Every job has it’s own special vocabulary that you have to learn. This is true with regions of the country, towns, and even families and friends have their own secret language that only the insiders know. If you are talking to someone that works at the power company and you call a telephone pole a telephone pole they quickly correct you and say “it’s a power pole, we just let the telephone company use our pole.” We have words like drop boxes, roll carts, dumpsters, containers, and cans. These all describe something specific and hopefully everyone at our company knows what item matches what term. We also hope that these terms will match up with what our customers want. In the age we live in pictures and the internet help with communication, but there are still times when confusion happens and we show up with a giant drop box at someone's house and all they wanted was a tiny garbage can.
This situation doesn't happen a lot but it does sometimes. One time miss communication happened is when a guy said he had a truck load of trash that he needed picked up. When talking on the phone to an average customer I would take the term truck to mean a Chevy, Ford, or Dodge truck that someone drives back and forth to work and is regular sized. This gentleman however was a truck driver, as in dump truck driver. When I arrived and saw the mountain of trash I explained that this was much more garbage then I anticipated and I would need to bring something bigger to haul it in. He was furious and wondered how I could be so stupid to think that a truck was a pick-up. In his world the term truck means big dump truck or log truck or tanker truck. When you talk about a little car sized truck you are supposed to say pick-up truck. I didn't argue and considered it a lesson learned about proper communication.

Most of the time the best thing to do is use specific terms as related to measurements of size. We use terms like cubic yards, how many gallons a can is, and how many feet high, long, and wide something is. These terms are usually pretty universal. We also deal in terms of weight. How many pounds something is or tons. This assumes that everyone knows that a ton is equal to 2000 pounds. To some people a ton is a mystically large amount of trash. When they say “I have a ton of garbage” it can mean pretty much anything. The average person in the united states throws away about 4.5 pounds of trash a day. This means in a year they throw away about 1600 pounds of trash. Almost a ton! In the place we live Tillamook the average person threw away 1704 pounds of trash away in the year 2012. Add this to the amount they recycled of 839 pounds per person in 2012 and everyone literally has over a ton of waste in a year. If you kept all that trash stored up at your house it would fill up the average sized bedroom. And if you have more then one person living in your house each of them could fill a room with trash. If you have a family of four you make 5 tons of trash in a year. Enough to fill up a small garbage truck all on your own. If you combined your trash with your neighbors you could fill a regular sized garbage truck that you see driving through town. Hopefully these descriptions give you a good idea what the lingo in the garbage world is.

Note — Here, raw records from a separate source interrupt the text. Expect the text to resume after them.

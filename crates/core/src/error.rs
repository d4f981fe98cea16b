/// Errors raised before anything is sent to the backend.
#[derive(thiserror::Error, Debug, Clone, PartialEq, Eq)]
pub enum Error {
    /// Input rejected client-side; the message is shown to the user as-is.
    #[error("{0}")]
    Validation(String),

    #[error("Please select a CSV file")]
    UnsupportedMediaType(String),

    #[error("Invalid JSON: {0}")]
    MalformedJson(String),

    #[error("A request is already in progress")]
    Busy,

    #[error("No {0} has been generated yet")]
    MissingPayload(String),
}

impl Error {
    pub fn validation(message: impl Into<String>) -> Self {
        Self::Validation(message.into())
    }
}
//! Copy-to-clipboard and the short-lived "copied" indicator.

use std::io::Write;
use std::sync::{Arc, Mutex};
use std::time::Duration;

use base64::Engine;
use tokio::task::JoinHandle;

use crate::prelude::Error;

/// How long the copied indicator stays on.
pub const COPY_FEEDBACK: Duration = Duration::from_millis(2000);

pub trait Clipboard: Send + Sync {
    fn write_text(&self, text: &str) -> Result<(), Error>;
}

/// Sets the terminal's clipboard through the OSC 52 escape sequence, which
/// also works over SSH and inside tmux with `set-clipboard on`.
///
/// The sequence goes to stderr so stdout stays clean for `--json` output.
pub struct TerminalClipboard {
    sink: Mutex<Box<dyn Write + Send>>,
}

impl Default for TerminalClipboard {
    fn default() -> Self {
        Self::with_writer(std::io::stderr())
    }
}

impl TerminalClipboard {
    pub fn new() -> Self {
        Self::default()
    }

    pub fn with_writer(writer: impl Write + Send + 'static) -> Self {
        Self {
            sink: Mutex::new(Box::new(writer)),
        }
    }

    fn sequence(text: &str) -> String {
        let encoded = base64::engine::general_purpose::STANDARD.encode(text);
        format!("\x1b]52;c;{encoded}\x07")
    }
}

impl Clipboard for TerminalClipboard {
    fn write_text(&self, text: &str) -> Result<(), Error> {
        let mut sink = self
            .sink
            .lock()
            .map_err(|_| Error::Clipboard("clipboard writer poisoned".to_string()))?;
        sink.write_all(Self::sequence(text).as_bytes())
            .and_then(|_| sink.flush())
            .map_err(|e| Error::Clipboard(e.to_string()))
    }
}

/// Remembers what was copied last and forgets it after [`COPY_FEEDBACK`].
///
/// A newer copy restarts the timer.
#[derive(Debug, Default)]
pub struct CopyIndicator {
    copied: Arc<Mutex<Option<String>>>,
    revert: Mutex<Option<JoinHandle<()>>>,
}

impl CopyIndicator {
    pub fn new() -> Self {
        Self::default()
    }

    /// Mark `id` as copied. Must be called from within a tokio runtime.
    pub fn mark(&self, id: impl Into<String>) {
        if let Ok(mut copied) = self.copied.lock() {
            *copied = Some(id.into());
        }

        let copied = self.copied.clone();
        let timer = tokio::spawn(async move {
            tokio::time::sleep(COPY_FEEDBACK).await;
            if let Ok(mut copied) = copied.lock() {
                *copied = None;
            }
        });

        if let Ok(mut revert) = self.revert.lock() {
            if let Some(previous) = revert.replace(timer) {
                previous.abort();
            }
        }
    }

    pub fn current(&self) -> Option<String> {
        self.copied.lock().ok().and_then(|c| c.clone())
    }

    pub fn is_copied(&self, id: &str) -> bool {
        self.current().as_deref() == Some(id)
    }
}

impl Drop for CopyIndicator {
    fn drop(&mut self) {
        if let Ok(mut revert) = self.revert.lock() {
            if let Some(timer) = revert.take() {
                timer.abort();
            }
        }
    }
}
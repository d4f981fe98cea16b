//! Query cache shared by every page.
//!
//! Entries are keyed by [`QueryKey`] plus a parameter (the search text, or an
//! empty string for parameterless queries). Invalidating a key drops all of
//! its entries and notifies subscribers of that key so they can refetch.

use std::any::Any;
use std::collections::HashMap;
use std::future::Future;
use std::sync::{Arc, Mutex};

use namaste_core::query::QueryKey;
use tokio::sync::broadcast;

use crate::prelude::Error;

type Entry = Arc<dyn Any + Send + Sync>;

#[derive(Clone)]
pub struct QueryCache {
    entries: Arc<Mutex<HashMap<(QueryKey, String), Entry>>>,
    invalidations: broadcast::Sender<QueryKey>,
}

impl Default for QueryCache {
    fn default() -> Self {
        Self::new()
    }
}

impl QueryCache {
    pub fn new() -> Self {
        let (invalidations, _) = broadcast::channel(64);
        Self {
            entries: Arc::new(Mutex::new(HashMap::new())),
            invalidations,
        }
    }

    /// Cached value for `key`/`param`, if present and of type `T`.
    pub fn get<T: Clone + Send + Sync + 'static>(&self, key: QueryKey, param: &str) -> Option<T> {
        let entries = self.entries.lock().ok()?;
        entries
            .get(&(key, param.to_string()))
            .and_then(|entry| entry.downcast_ref::<T>())
            .cloned()
    }

    pub fn set<T: Send + Sync + 'static>(&self, key: QueryKey, param: &str, value: T) {
        if let Ok(mut entries) = self.entries.lock() {
            entries.insert((key, param.to_string()), Arc::new(value));
        }
    }

    /// Return the cached value or run `fetch` and cache its success.
    ///
    /// Errors are never cached.
    pub async fn fetch<T, F, Fut>(&self, key: QueryKey, param: &str, fetch: F) -> Result<T, Error>
    where
        T: Clone + Send + Sync + 'static,
        F: FnOnce() -> Fut,
        Fut: Future<Output = Result<T, Error>>,
    {
        if let Some(hit) = self.get::<T>(key, param) {
            log::debug!("cache hit: {key} {param:?}");
            return Ok(hit);
        }

        self.refresh(key, param, fetch).await
    }

    /// Run `fetch` unconditionally and cache its success.
    pub async fn refresh<T, F, Fut>(&self, key: QueryKey, param: &str, fetch: F) -> Result<T, Error>
    where
        T: Clone + Send + Sync + 'static,
        F: FnOnce() -> Fut,
        Fut: Future<Output = Result<T, Error>>,
    {
        let value = fetch().await?;
        self.set(key, param, value.clone());
        Ok(value)
    }

    /// Drop every entry under `key` and notify its subscribers.
    pub fn invalidate(&self, key: QueryKey) {
        if let Ok(mut entries) = self.entries.lock() {
            entries.retain(|(k, _), _| *k != key);
        }
        log::debug!("invalidated query: {key}");
        // No receivers is fine: nobody is watching this key right now.
        let _ = self.invalidations.send(key);
    }

    pub fn invalidate_all(&self, keys: &[QueryKey]) {
        for key in keys {
            self.invalidate(*key);
        }
    }

    /// Subscribe to invalidations of `key`.
    pub fn subscribe(&self, key: QueryKey) -> CacheSubscription {
        CacheSubscription {
            key,
            receiver: self.invalidations.subscribe(),
        }
    }
}

/// Receives invalidations of one key. Dropping it unsubscribes.
pub struct CacheSubscription {
    key: QueryKey,
    receiver: broadcast::Receiver<QueryKey>,
}

impl CacheSubscription {
    /// Wait for the next invalidation of this key.
    ///
    /// Returns `None` once the cache is gone.
    pub async fn recv(&mut self) -> Option<QueryKey> {
        loop {
            match self.receiver.recv().await {
                Ok(key) if key == self.key => return Some(key),
                Ok(_) => continue,
                Err(broadcast::error::RecvError::Closed) => return None,
                Err(broadcast::error::RecvError::Lagged(count)) => {
                    log::debug!("cache subscriber for {} lagged by {count}", self.key);
                    // Something was invalidated while we were behind; treat it as ours.
                    return Some(self.key);
                }
            }
        }
    }

    /// Non-blocking variant of [`recv`](Self::recv).
    pub fn try_recv(&mut self) -> Option<QueryKey> {
        loop {
            match self.receiver.try_recv() {
                Ok(key) if key == self.key => return Some(key),
                Ok(_) => continue,
                Err(broadcast::error::TryRecvError::Lagged(_)) => return Some(self.key),
                Err(_) => return None,
            }
        }
    }
}
pub mod calculator;
pub mod classify;
pub mod config;
pub mod expense;
pub mod gross;
pub mod rates;
pub mod stats;
pub mod warnings;

// Flat public surface for domain types and functions.
pub use calculator::{TaxCalculationResult, TaxCalculator};
pub use classify::{RetentionClassifier, DEFAULT_RETENTION_TYPE};
pub use config::{ClassificationEntry, ConfigError, ConfigFile, EngineConfig, BUILTIN_CONFIG};
pub use expense::{
    read_breakdowns_csv, read_csv, read_json, write_breakdowns_csv, BreakdownRecord, CsvField,
    ExpenseError, ExpenseFile, ExpenseInput, ExpenseRecord, LenientDecimal, StoredBreakdown,
};
pub use gross::{resolve_gross_value, MILEAGE_CATEGORY};
pub use rates::{RateTable, ReteFuenteRates, RetentionType};
pub use stats::{aggregate, aggregate_by, AggregateTaxStats, ExpenseTaxFields};
pub use warnings::ExpenseWarning;
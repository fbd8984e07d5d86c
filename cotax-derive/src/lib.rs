use proc_macro::TokenStream;
use quote::quote;
use syn::{parse_macro_input, Attribute, Data, DeriveInput, Expr, Fields, Lit, LitStr, Meta, Type};

/// Derive macro describing the CSV columns of an input record.
///
/// For each named field it records:
/// - the column name (honours `#[serde(rename = "...")]`)
/// - whether the column is required (`Option<T>` and `#[serde(default)]` fields are not)
/// - a description joined from the field's doc comments
///
/// Generates `csv_schema() -> &'static [CsvField]` and `csv_header() -> Vec<&'static str>`.
/// `CsvField` is resolved as `crate::core::CsvField`.
#[proc_macro_derive(CsvSchema, attributes(serde))]
pub fn derive_csv_schema(input: TokenStream) -> TokenStream {
    let input = parse_macro_input!(input as DeriveInput);
    let name = &input.ident;

    let fields = match &input.data {
        Data::Struct(data) => match &data.fields {
            Fields::Named(fields) => &fields.named,
            _ => {
                return syn::Error::new_spanned(name, "CsvSchema only supports named fields")
                    .to_compile_error()
                    .into()
            }
        },
        _ => {
            return syn::Error::new_spanned(name, "CsvSchema only supports structs")
                .to_compile_error()
                .into()
        }
    };

    let mut entries = Vec::new();
    for field in fields {
        let Some(ident) = field.ident.as_ref() else {
            continue;
        };
        let serde = match SerdeField::parse(&field.attrs) {
            Ok(serde) => serde,
            Err(err) => return err.to_compile_error().into(),
        };
        if serde.skip {
            continue;
        }
        let column = serde.rename.unwrap_or_else(|| ident.to_string());
        let required = !serde.has_default && !is_option_type(&field.ty);
        let description = doc_comment(&field.attrs);
        entries.push((column, required, description));
    }

    let field_entries = entries.iter().map(|(column, required, description)| {
        quote! {
            crate::core::CsvField {
                name: #column,
                required: #required,
                description: #description,
            }
        }
    });
    let columns = entries.iter().map(|(column, _, _)| column);

    let expanded = quote! {
        impl #name {
            pub fn csv_schema() -> &'static [crate::core::CsvField] {
                static SCHEMA: &[crate::core::CsvField] = &[
                    #(#field_entries),*
                ];
                SCHEMA
            }

            pub fn csv_header() -> Vec<&'static str> {
                vec![#(#columns),*]
            }
        }
    };

    TokenStream::from(expanded)
}

#[derive(Default)]
struct SerdeField {
    rename: Option<String>,
    has_default: bool,
    skip: bool,
}

impl SerdeField {
    fn parse(attrs: &[Attribute]) -> syn::Result<Self> {
        let mut parsed = SerdeField::default();
        for attr in attrs.iter().filter(|a| a.path().is_ident("serde")) {
            attr.parse_nested_meta(|meta| {
                if meta.path.is_ident("rename") {
                    let value: LitStr = meta.value()?.parse()?;
                    parsed.rename = Some(value.value());
                } else if meta.path.is_ident("default") {
                    if meta.input.peek(syn::Token![=]) {
                        let _: LitStr = meta.value()?.parse()?;
                    }
                    parsed.has_default = true;
                } else if meta.path.is_ident("skip") || meta.path.is_ident("skip_deserializing") {
                    parsed.skip = true;
                } else if meta.input.peek(syn::Token![=]) {
                    // deserialize_with, alias, etc. don't affect the column
                    let _: Expr = meta.value()?.parse()?;
                }
                Ok(())
            })?;
        }
        Ok(parsed)
    }
}

fn doc_comment(attrs: &[Attribute]) -> String {
    attrs
        .iter()
        .filter(|attr| attr.path().is_ident("doc"))
        .filter_map(|attr| match &attr.meta {
            Meta::NameValue(meta) => match &meta.value {
                Expr::Lit(expr) => match &expr.lit {
                    Lit::Str(s) => Some(s.value().trim().to_string()),
                    _ => None,
                },
                _ => None,
            },
            _ => None,
        })
        .collect::<Vec<_>>()
        .join(" ")
}

fn is_option_type(ty: &Type) -> bool {
    match ty {
        Type::Path(path) => path
            .path
            .segments
            .last()
            .is_some_and(|segment| segment.ident == "Option"),
        _ => false,
    }
}
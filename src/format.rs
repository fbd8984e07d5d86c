//! Display formatting for Colombian pesos (es-CO conventions).

use rust_decimal::prelude::ToPrimitive;
use rust_decimal::{Decimal, RoundingStrategy};
use separator::Separatable;

/// Format an amount as pesos with no decimals and `.` thousands separators: `$ 1.190.000`
pub fn format_cop(amount: Decimal) -> String {
    let rounded = amount.round_dp_with_strategy(0, RoundingStrategy::MidpointAwayFromZero);
    let sign = if rounded.is_sign_negative() && !rounded.is_zero() {
        "-"
    } else {
        ""
    };
    let digits = match rounded.abs().to_i64() {
        Some(units) => units.separated_string().replace(',', "."),
        None => rounded.abs().normalize().to_string(),
    };
    format!("{}$ {}", sign, digits)
}

/// Format a rate as a percentage with a decimal comma: `0.005` -> `0,5%`
pub fn format_rate(rate: Decimal) -> String {
    let percent = (rate * Decimal::ONE_HUNDRED).normalize();
    format!("{}%", percent.to_string().replace('.', ","))
}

2 cubic yard garbage container (aka dumpster)  with small roll cart and regular garbage can in front 




Pick-up next to Garbage Truck

Mini Garbage Truck

Drop Box or Roll Off Truck

Friday, June 5, 2015

Co-Workers

My dog pooping in my neighbors yard.  Yes they took a picture to prove it and Yes I still denied he did it because I don't see any poop in the picture.

Diary of a Garbage Man – Co-Workers

Co-workers are kind of like neighbors. If you have really good co-workers they can make any job fun and rewarding, just like if you live in a crappy house but it’s in a great neighborhood you might be hesitant to move. This also works in reverse. If you have an awesome house but hate your neighbors you might want to move, just to get away from them, so their dog stops pooping in your yard, they quit borrowing things and not bringing them back, and they leave you alone and stop asking you over to play Pictionary. When you love your job you can usually put up with a bad co-worker here and there in hopes that they will quit or get fired one day. I love my job so I have been able to survive through some bad co-workers. These are their stories.

This is the best story I have ever heard about why someone couldn’t make it to work. The phone rings at 4 am. I answer and the idiot on the other end of the line says he can’t make it in to work. I ask “how come?” He says “I was getting out of bed and stepped on a belt buckle and now I can’t walk.” That seemed pretty legit at 4 am, so I get up and do his route. Later on that day I call to check on him and see if he is ok. No answer. He must of somehow managed to walk out of the house if he can’t answer the phone I think to myself, but talk myself into thinking he must just be hurt so bad he can’t get up to get the phone. Later that night I go to play basketball at an open gym and there he is running up and down the court. I have no doubt he stepped on his belt buckle that morning and suddenly had the best excuse ever to miss work. Then he got busted, just like on an episode of Cheaters and when I confronted him he played dumb.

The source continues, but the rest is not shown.